REQUIREMENT: Among the lines below, return each one that contains the word "LocalStore".

Stored items
·····

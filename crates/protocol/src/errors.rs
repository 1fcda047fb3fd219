use thiserror::Error;

#[derive(Error, Debug, Clone, PartialEq, Eq)]
pub enum TelemetryError {
    #[error("no telemetry found in the store")]
    NoData,
    #[error("connection to the telemetry store failed: {0}")]
    Transport(String),
    #[error("could not reset the system: {0}")]
    ResetFailed(String),
}
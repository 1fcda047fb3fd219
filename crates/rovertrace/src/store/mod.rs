//! Real-time store clients.
//!
//! A store never touches screen state directly. Everything it produces is
//! pushed as a [`StoreEvent`] onto the single [`StoreQueue`], which the
//! ingest system drains once per frame in arrival order.

use std::sync::Arc;

use bevy::prelude::*;
use crossbeam_channel::{Receiver, Sender};
use serde_json::Value;
use thiserror::Error;

use crate::telemetry::{TelemetrySettings, TelemetrySource};

mod firebase;
mod memory;
mod sse;
pub(crate) mod tree;

pub use firebase::FirebaseStore;
pub use memory::MemoryStore;

/// Identifies one subscription for its whole lifetime. Never reused.
pub type SubscriptionId = u64;
/// Identifies one delete request issued by a reset.
pub type RequestId = u64;

#[derive(Error, Debug)]
pub enum StoreError {
    #[error("invalid database url '{0}'")]
    InvalidUrl(String),
    #[error("http client error: {0}")]
    Http(#[from] reqwest::Error),
    #[error("store unavailable: {0}")]
    Unavailable(String),
}

#[derive(Debug, Clone, PartialEq)]
pub enum StoreEvent {
    Subscription(SubscriptionEvent),
    Deleted(DeleteCompletion),
}

#[derive(Debug, Clone, PartialEq)]
pub struct SubscriptionEvent {
    pub subscription: SubscriptionId,
    pub delivery: Delivery,
}

#[derive(Debug, Clone, PartialEq)]
pub enum Delivery {
    /// Current value at the subscribed path (`Null` when absent).
    Value(Value),
    /// The subscription itself failed.
    Failed(String),
}

impl Delivery {
    pub fn is_null_value(&self) -> bool {
        matches!(self, Delivery::Value(Value::Null))
    }
}

#[derive(Debug, Clone, PartialEq)]
pub struct DeleteCompletion {
    pub request: RequestId,
    pub result: Result<(), String>,
}

/// Producer side of the [`StoreQueue`] handed to store clients.
#[derive(Clone, Debug)]
pub struct EventSink {
    sender: Sender<StoreEvent>,
}

impl EventSink {
    pub fn deliver(&self, subscription: SubscriptionId, delivery: Delivery) -> bool {
        self.send(StoreEvent::Subscription(SubscriptionEvent {
            subscription,
            delivery,
        }))
    }

    pub fn deleted(&self, request: RequestId, result: Result<(), String>) -> bool {
        self.send(StoreEvent::Deleted(DeleteCompletion { request, result }))
    }

    /// Returns false once the app side of the queue is gone.
    fn send(&self, event: StoreEvent) -> bool {
        self.sender.send(event).is_ok()
    }
}

/// The single FIFO every store callback goes through.
#[derive(Resource)]
pub struct StoreQueue {
    sender: Sender<StoreEvent>,
    receiver: Receiver<StoreEvent>,
}

impl Default for StoreQueue {
    fn default() -> Self {
        let (sender, receiver) = crossbeam_channel::unbounded();
        Self { sender, receiver }
    }
}

impl StoreQueue {
    pub fn sink(&self) -> EventSink {
        EventSink {
            sender: self.sender.clone(),
        }
    }

    /// Pending events, oldest first, without blocking.
    pub fn drain(&self) -> impl Iterator<Item = StoreEvent> + '_ {
        self.receiver.try_iter()
    }
}

/// Client of the shared real-time store.
///
/// `subscribe` must deliver the current value at `path` as soon as it is
/// known and then every change. `delete` completes asynchronously through
/// [`EventSink::deleted`].
pub trait TelemetryStore: Send + Sync {
    fn subscribe(
        &self,
        path: &str,
        subscription: SubscriptionId,
        sink: EventSink,
    ) -> Result<(), StoreError>;

    fn unsubscribe(&self, subscription: SubscriptionId);

    fn delete(&self, path: &str, request: RequestId, sink: EventSink);
}

#[derive(Resource, Clone)]
pub struct StoreClient(pub Arc<dyn TelemetryStore>);

impl StoreClient {
    pub fn store(&self) -> &dyn TelemetryStore {
        self.0.as_ref()
    }
}

/// Set when the store is in-process, so local producers can write to it.
#[derive(Resource, Clone)]
pub struct LocalStore(pub Arc<MemoryStore>);

pub fn plugin(app: &mut App) {
    app.init_resource::<StoreQueue>()
        .init_resource::<TelemetrySettings>();

    let settings = app.world().resource::<TelemetrySettings>().clone();

    match &settings.source {
        TelemetrySource::Firebase { url } => match FirebaseStore::new(url) {
            Ok(store) => {
                info!("Streaming telemetry from {}", url);
                app.insert_resource(StoreClient(Arc::new(store)));
                return;
            }
            Err(err) => {
                error!("Failed to create store client for {}: {}", url, err);
                warn!("Falling back to the in-memory store");
            }
        },
        TelemetrySource::Memory => {
            info!("Using the in-memory telemetry store");
        }
    }

    let memory = Arc::new(MemoryStore::default());
    app.insert_resource(LocalStore(memory.clone()))
        .insert_resource(StoreClient(memory));
}
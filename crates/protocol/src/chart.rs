use crate::telemetry::Position;

/// Three parallel, equally long series fed to the trajectory chart.
#[derive(Debug, Clone, PartialEq)]
pub struct PlotDataset {
    /// `y` of every retained position.
    pub history: Vec<Option<f64>>,
    /// Empty except for the last slot, which holds the live `y`.
    pub highlight: Vec<Option<f64>>,
    /// Constant zero reference line, drawn without markers.
    pub baseline: Vec<Option<f64>>,
}

impl PlotDataset {
    pub fn len(&self) -> usize {
        self.history.len()
    }

    pub fn is_empty(&self) -> bool {
        self.history.is_empty()
    }
}

/// Build the chart series for `history` with `current` as the live point.
///
/// An empty history yields a single zero in every series so the chart always
/// has valid geometry; `current` is ignored in that case.
pub fn project(history: &[Position], current: Position) -> PlotDataset {
    if history.is_empty() {
        return PlotDataset {
            history: vec![Some(0.0)],
            highlight: vec![Some(0.0)],
            baseline: vec![Some(0.0)],
        };
    }

    let len = history.len();
    let mut highlight = vec![None; len];
    highlight[len - 1] = Some(current.y);

    PlotDataset {
        history: history.iter().map(|point| Some(point.y)).collect(),
        highlight,
        baseline: vec![Some(0.0); len],
    }
}

#[cfg(test)]
mod tests {
    use super::*;

    #[test]
    fn empty_history_degenerates_to_single_zero() {
        let dataset = project(&[], Position::new(4.0, 9.0));
        assert_eq!(dataset.history, vec![Some(0.0)]);
        assert_eq!(dataset.highlight, vec![Some(0.0)]);
        assert_eq!(dataset.baseline, vec![Some(0.0)]);
    }

    #[test]
    fn highlight_only_marks_the_live_point() {
        let history: Vec<_> = (0..5).map(|i| Position::new(i as f64, i as f64)).collect();
        let dataset = project(&history, Position::new(0.0, 7.5));

        assert_eq!(dataset.highlight, vec![None, None, None, None, Some(7.5)]);
        assert_eq!(
            dataset.history,
            vec![Some(0.0), Some(1.0), Some(2.0), Some(3.0), Some(4.0)]
        );
        assert_eq!(dataset.baseline, vec![Some(0.0); 5]);
    }

    #[test]
    fn series_share_the_history_length() {
        let history: Vec<_> = (0..200).map(|i| Position::new(0.0, i as f64)).collect();
        let dataset = project(&history, Position::new(0.0, 1.0));
        assert_eq!(dataset.len(), 200);
        assert_eq!(dataset.highlight.len(), 200);
        assert_eq!(dataset.baseline.len(), 200);
    }

    #[test]
    fn projection_is_deterministic() {
        let history = [Position::new(1.0, 2.0), Position::new(3.0, 4.0)];
        let current = Position::new(3.0, 4.5);
        assert_eq!(project(&history, current), project(&history, current));
    }
}
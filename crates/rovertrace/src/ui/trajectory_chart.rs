use bevy::prelude::*;
use egui_plot::{Legend, Line, Plot, PlotPoints, Points};
use rovertrace_protocol::{project, PlotDataset, Position, TrajectoryBuffer};

use crate::{
    constants::{BASELINE_COLOUR, HIGHLIGHT_COLOUR, HISTORY_COLOUR},
    telemetry::CurrentRecord,
};

/// Last projected dataset, rebuilt only when its inputs change.
#[derive(Resource, Debug, Clone)]
pub struct ChartCache {
    revision: Option<u64>,
    current: Position,
    dataset: PlotDataset,
}

impl Default for ChartCache {
    fn default() -> Self {
        Self {
            revision: None,
            current: Position::default(),
            dataset: project(&[], Position::default()),
        }
    }
}

impl ChartCache {
    pub fn dataset(&self) -> &PlotDataset {
        &self.dataset
    }

    /// Re-project if the trail or the live point moved. Returns whether it did.
    pub fn refresh(&mut self, trajectory: &TrajectoryBuffer, current: Position) -> bool {
        if self.revision == Some(trajectory.revision()) && self.current == current {
            return false;
        }
        self.dataset = project(trajectory.snapshot(), current);
        self.revision = Some(trajectory.revision());
        self.current = current;
        true
    }
}

pub(crate) fn refresh_chart_cache(
    trajectory: Res<TrajectoryBuffer>,
    current: Res<CurrentRecord>,
    mut cache: ResMut<ChartCache>,
) {
    let live = current.0.trajectory_point();
    // skip the write so change detection stays quiet
    if cache.revision == Some(trajectory.revision()) && cache.current == live {
        return;
    }
    cache.refresh(&trajectory, live);
}

/// Static look of the chart.
pub struct ChartStyle {
    pub width: f32,
    pub height: f32,
}

pub fn trajectory_chart(ui: &mut egui::Ui, dataset: &PlotDataset, style: &ChartStyle) {
    Plot::new("trajectory_chart")
        .width(style.width)
        .height(style.height)
        .legend(Legend::default())
        .x_axis_label("Point")
        .y_axis_label("Y (cm)")
        .allow_drag(false)
        .allow_scroll(false)
        .show(ui, |plot_ui| {
            plot_ui.line(
                Line::new(series_points(&dataset.history))
                    .color(HISTORY_COLOUR)
                    .width(2.0)
                    .name("history"),
            );
            plot_ui.points(
                Points::new(series_points(&dataset.history))
                    .color(HISTORY_COLOUR)
                    .radius(2.0),
            );
            plot_ui.points(
                Points::new(series_points(&dataset.highlight))
                    .color(HIGHLIGHT_COLOUR)
                    .radius(5.0)
                    .name("latest"),
            );
            plot_ui.line(
                Line::new(series_points(&dataset.baseline))
                    .color(BASELINE_COLOUR)
                    .width(2.0)
                    .name("baseline"),
            );
        });
}

/// Index-keyed points, skipping gaps.
fn series_points(series: &[Option<f64>]) -> PlotPoints {
    series
        .iter()
        .enumerate()
        .filter_map(|(index, value)| value.map(|y| [index as f64, y]))
        .collect()
}

#[cfg(test)]
mod tests {
    use super::*;

    #[test]
    fn refresh_only_when_inputs_change() {
        let mut cache = ChartCache::default();
        let mut trajectory = TrajectoryBuffer::default();
        trajectory.append(Position::new(0.0, 1.0));

        assert!(cache.refresh(&trajectory, Position::new(0.0, 1.0)));
        assert!(!cache.refresh(&trajectory, Position::new(0.0, 1.0)));
        assert_eq!(cache.dataset().highlight, vec![Some(1.0)]);

        trajectory.append(Position::new(0.0, 2.0));
        assert!(cache.refresh(&trajectory, Position::new(0.0, 2.0)));
        assert_eq!(cache.dataset().highlight, vec![None, Some(2.0)]);
    }

    #[test]
    fn gaps_are_not_plotted() {
        let points = series_points(&[None, Some(3.0), None, Some(4.0)]);
        let points: Vec<_> = points.points().iter().map(|p| [p.x, p.y]).collect();
        assert_eq!(points, vec![[1.0, 3.0], [3.0, 4.0]]);
    }
}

·····

RESPONSE TO THIS EXERCISE:
pub struct LocalStore(pub Arc<MemoryStore>);
    app.insert_resource(LocalStore(memory.clone()))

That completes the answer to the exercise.